ÖVP-Kanzler Karl Nehammer verspricht jedenfalls, „Niemand wird in Österreich frieren.“ Rund 20 Terawattstunden (TWh) Gas hat der Staat eingelagert, insgesamt liegen in unseren Gasspeichern 94,5 TWh. „Das ist mehr als ein Jahresbedarf für ganz Österreich.“ Der lag im Vorjahr bei 75,6 TWh. Die vollmundige Ankündigung hat allerdings einen Schönheitsfehler. Fast die Hälfte der Gas-Vorräte gehören ausländischen Unternehmen. Gashändler an sich haben das Gas in unserem Land gespeichert, weil sie „am österreichischen Handelspunkt verkaufen wollen“, erklärt Carola Millgramm, die Leiterin der Abteilung Gas bei der Regulierungsbehörde E-Control. „Das heißt nicht unbedingt, dass es in unserem Land bleibt.“
Es könnte zum Beispiel auch nach Italien exportiert werden, wenn der Preis dort höher ist. „Aber wenn man sich eine Situation vorstellt, in der weniger Gas nach Österreich käme, dann würde der Preis ja auch steigen und dann steigt auch der Anreiz dafür, dass diese Gasmengen hier verkauft werden und hierbleiben“, ist Millgramm optimistisch.
Rund ein Drittel der Gas-Reserven ist auf jeden Fall für hiesige Kunden. Für die Gasversorgung gibt es zudem nicht-russische Alternativen. „Wir wissen nicht genau, was am 1. Jänner passiert, aber wenn kein Gas mehr aus Russland kommt, kann man andere Lieferquellen nutzen“, sagt die Gas-Expertin. „Die Transportkapazitäten sind vorhanden, ebenso wie die Gasmengen am europäischen Markt, die auch über Deutschland oder Italien an den Handelspunkten eingekauft werden können.“
Das betrifft verflüssigtes Erdgas (LNG) oder norwegisches Gas. „Am italienischen Handelspunkt werden auch algerische Mengen oder Gas aus Aserbaidschan gehandelt.“
Transportiert wird das Gas aus Italien über den Knoten Arnoldstein in Kärnten oder aus Deutschland etwa über den Knoten Oberkappel (OÖ). Auf beiden Routen „kann auch Gas aus LNG-Lieferungen transportiert werden“, informiert das Klimaschutzministerium.

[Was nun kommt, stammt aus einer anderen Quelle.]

use std::fmt;
use std::marker::PhantomData;

use crate::Generation;

/// A weak, non-owning reference to a pool slot.
///
/// A handle stores only the slot index and the [`Generation`] captured when it
/// was created; it holds no pointer into the pool. It is resolved by handing it
/// back to the pool that issued it ([`GenPool::get()`](crate::GenPool::get)
/// and friends), which compares the captured generation against the slot's
/// current one. That comparison is the entire validity check.
///
/// Handles are plain data: freely copyable, comparable, and hashable. A handle
/// never keeps its referent alive and never blocks removal.
///
/// Resolving a handle against a pool other than the one that issued it is not
/// detected; the result is whatever value (or staleness verdict) that pool holds
/// at the same index and generation.
pub struct Handle<T> {
    index: usize,
    generation: Generation,
    _marker: PhantomData<fn() -> T>,
}

impl<T> Handle<T> {
    #[inline]
    pub(crate) fn new(index: usize, generation: Generation) -> Self {
        Self {
            index,
            generation,
            _marker: PhantomData,
        }
    }

    /// The slot index this handle refers to.
    #[inline]
    #[must_use]
    pub fn index(&self) -> usize {
        self.index
    }

    /// The generation captured when this handle was created.
    #[inline]
    #[must_use]
    pub fn generation(&self) -> Generation {
        self.generation
    }
}

// Manual impls: the derives would needlessly require `T: Clone` and so on,
// but a handle is plain data regardless of its payload type.

impl<T> Clone for Handle<T> {
    fn clone(&self) -> Self {
        *self
    }
}

impl<T> Copy for Handle<T> {}

impl<T> PartialEq for Handle<T> {
    fn eq(&self, other: &Self) -> bool {
        self.index == other.index && self.generation == other.generation
    }
}

impl<T> Eq for Handle<T> {}

impl<T> std::hash::Hash for Handle<T> {
    fn hash<H: std::hash::Hasher>(&self, state: &mut H) {
        self.index.hash(state);
        self.generation.hash(state);
    }
}

impl<T> fmt::Debug for Handle<T> {
    fn fmt(&self, f: &mut fmt::Formatter<'_>) -> fmt::Result {
        f.debug_struct("Handle")
            .field("index", &self.index)
            .field("generation", &self.generation)
            .finish()
    }
}
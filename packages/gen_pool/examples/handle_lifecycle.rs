//! Demonstrates the lifecycle of pool handles: capture, resolution, staleness
//! after removal, and explicit slot reuse.

use gen_pool::GenPool;
use new_zealand::nz;

fn main() {
    let mut pool = GenPool::builder().capacity(nz!(8)).build();

    // Append a few values; handles come back in slot order.
    let first = pool.try_append("alpha").expect("fresh pool has free slots");
    let second = pool.try_append("beta").expect("fresh pool has free slots");

    println!("first:  index {}, value {:?}", first.index(), pool.get(first));
    println!("second: index {}, value {:?}", second.index(), pool.get(second));

    // Handles are plain data; copies resolve like the original.
    let copy_of_first = first;
    println!("copy:   value {:?}", pool.get(copy_of_first));

    // Removing the value advances the slot's generation.
    pool.remove_at(first.index());
    println!(
        "after remove: is_current = {}, value = {:?}",
        pool.is_current(first),
        pool.get(first)
    );

    // Reusing the slot is explicit. The new handle works, every old one stays
    // stale forever even though the indices are equal.
    let recycled = pool
        .try_insert_at(first.index(), "gamma")
        .expect("the slot was freed above");

    println!(
        "after reuse: old handle resolves to {:?}, new handle to {:?}",
        pool.get(first),
        pool.get(recycled)
    );

    println!("live values: {} of {}", pool.len(), pool.capacity());
}
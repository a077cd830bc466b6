//! A contiguous, geometrically growing array backed by any [`RawAllocator`].
//!
//! [`AllocVec`] is the workspace's replacement for `Vec` in code that must route
//! every byte through an explicit allocator: a heap allocator by default, a bump
//! arena for frame-scoped scratch data, or a null allocator to prove a code path
//! never allocates.
//!
//! # Growth policy
//!
//! When a push finds the array full, capacity grows to
//! `1 + capacity * grow_factor` (factor 2 unless configured otherwise). Starting
//! from an empty array this yields the capacity sequence `1, 3, 7, 15, …`.
//! Growth failure is fail-safe: [`try_push()`](AllocVec::try_push) hands the
//! value back and the array is left exactly as it was.
//!
//! # Removal flavors
//!
//! [`remove()`](AllocVec::remove) preserves the relative order of the remaining
//! elements at O(n) cost; [`swap_remove()`](AllocVec::swap_remove) is O(1) but
//! moves the former last element into the vacated position.
//!
//! # Examples
//!
//! ```
//! use alloc_vec::AllocVec;
//!
//! let mut values = AllocVec::new();
//!
//! values.push(10);
//! values.push(20);
//! values.push(30);
//!
//! assert_eq!(values.as_slice(), &[10, 20, 30]);
//! assert_eq!(values.remove(0), 10);
//! assert_eq!(values.as_slice(), &[20, 30]);
//! ```
//!
//! Backed by a bump arena:
//!
//! ```
//! use alloc_vec::AllocVec;
//! use bump_arena::Arena;
//!
//! let arena = Arena::<1024>::new();
//! let mut scratch = AllocVec::builder().allocator(&arena).capacity(8).build();
//!
//! scratch.push(1_u32);
//! scratch.push(2_u32);
//! assert_eq!(scratch.as_slice(), &[1, 2]);
//! ```
//!
//! [`RawAllocator`]: raw_alloc::RawAllocator

mod builder;
mod vec;

pub use builder::*;
pub use vec::*;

Für Gas, das aus Deutschland kommt, müssen wir allerdings derzeit noch eine Art „Maut“ zahlen. Die dort verlangte Gasspeicherumlage für die Gas-Durchleitung schlägt sich mit Mehrkosten von 2,5 Millionen Euro pro Terawattstunde nieder. Für den ganzen Gas-Jahresbedarf unseres Landes wären das gut 190 Millionen Euro zusätzlich.
Die Abschaffung dieser Gas-„Maut“ war schon von der deutschen Ampel-Regierung versprochen worden. Nach dem Scheitern der Koalition war aber unklar, wann sie tatsächlich im Parlament beschlossen wird.
Auch ohne weltpolitische Unwägbarkeiten und „Ausfuhr-Zölle“ in der Nachbarschaft, wird Gas auf jeden Fall teurer. „Die Netzentgelte im Gasbereich werden nächstes Jahr erhöht, auch die CO2-Steuer wird wahrscheinlich angehoben“, sagt Carola Millgramm. „Haushaltskunden sollten sich dessen bewusst sein, dass die Gaskosten nicht mehr deutlich sinken werden.“ Gespart werden kann etwa durch einen Wechsel des Energieversorgers. Das hat heuer jeder zwanzigste Gaskunde getan.
Die Netzgebühren steigen ab Jänner massiv, für Gas im Schnitt um 16,6 Prozent. Ein Lieferantenwechsel ist hier nicht möglich. Am teuersten sind die Kosten für das Gasnetz voraussichtlich in Wien mit 2,73 Cent pro Kilowattstunde (kWh). Am billigsten ist Salzburg mit 1,72 Cent.
Die Netzkosten betragen ein Fünftel des Gaspreises. Sie steigen nicht nur wegen der allgemeinen Teuerung, sondern auch, weil weniger Energie verbraucht wird. So verteilt sich die Netzgebühr auf weniger Kunden.
Dabei bleibt es aber nicht. Der Staat greift mit Steuern und Abgaben tief in die Geldbörsen der Gaskunden. Schon jetzt machen sie mehr als ein Viertel des Gas-Preises aus.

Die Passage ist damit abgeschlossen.